--- Working data Enclosed Below ---
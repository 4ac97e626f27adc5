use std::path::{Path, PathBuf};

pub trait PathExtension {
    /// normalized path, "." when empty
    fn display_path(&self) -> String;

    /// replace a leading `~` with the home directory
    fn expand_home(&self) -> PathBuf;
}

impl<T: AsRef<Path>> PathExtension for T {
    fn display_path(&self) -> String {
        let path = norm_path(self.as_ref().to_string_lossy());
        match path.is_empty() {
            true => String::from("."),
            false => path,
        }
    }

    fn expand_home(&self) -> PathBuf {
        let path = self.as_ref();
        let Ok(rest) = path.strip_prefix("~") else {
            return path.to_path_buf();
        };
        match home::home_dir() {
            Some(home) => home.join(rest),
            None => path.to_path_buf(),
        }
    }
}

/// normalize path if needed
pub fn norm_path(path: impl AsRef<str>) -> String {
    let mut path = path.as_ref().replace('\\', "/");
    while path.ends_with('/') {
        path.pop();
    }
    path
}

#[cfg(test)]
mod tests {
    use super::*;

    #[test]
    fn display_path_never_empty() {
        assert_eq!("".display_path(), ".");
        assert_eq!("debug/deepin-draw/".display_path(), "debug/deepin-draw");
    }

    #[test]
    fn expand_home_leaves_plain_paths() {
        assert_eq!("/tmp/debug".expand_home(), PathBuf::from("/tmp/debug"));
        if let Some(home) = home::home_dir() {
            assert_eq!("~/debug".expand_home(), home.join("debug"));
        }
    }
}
--- End of Enclosed Working data ---
== Task to carry out ==
Restate every record exactly, leaving nothing out.

== The completed task ==
repository 4ac97e626f27adc5
use std::path::{Path, PathBuf};

pub trait PathExtension {
    /// normalized path, "." when empty
    fn display_path(&self) -> String;

    /// replace a leading `~` with the home directory
    fn expand_home(&self) -> PathBuf;
}

impl<T: AsRef<Path>> PathExtension for T {
    fn display_path(&self) -> String {
        let path = norm_path(self.as_ref().to_string_lossy());
        match path.is_empty() {
            true => String::from("."),
            false => path,
        }
    }

    fn expand_home(&self) -> PathBuf {
        let path = self.as_ref();
        let Ok(rest) = path.strip_prefix("~") else {
            return path.to_path_buf();
        };
        match home::home_dir() {
            Some(home) => home.join(rest),
            None => path.to_path_buf(),
        }
    }
}

/// normalize path if needed
pub fn norm_path(path: impl AsRef<str>) -> String {
    let mut path = path.as_ref().replace('\\', "/");
    while path.ends_with('/') {
        path.pop();
    }
    path
}

#[cfg(test)]
mod tests {
    use super::*;

    #[test]
    fn display_path_never_empty() {
        assert_eq!("".display_path(), ".");
        assert_eq!("debug/deepin-draw/".display_path(), "debug/deepin-draw");
    }

    #[test]
    fn expand_home_leaves_plain_paths() {
        assert_eq!("/tmp/debug".expand_home(), PathBuf::from("/tmp/debug"));
        if let Some(home) = home::home_dir() {
            assert_eq!("~/debug".expand_home(), home.join("debug"));
        }
    }
}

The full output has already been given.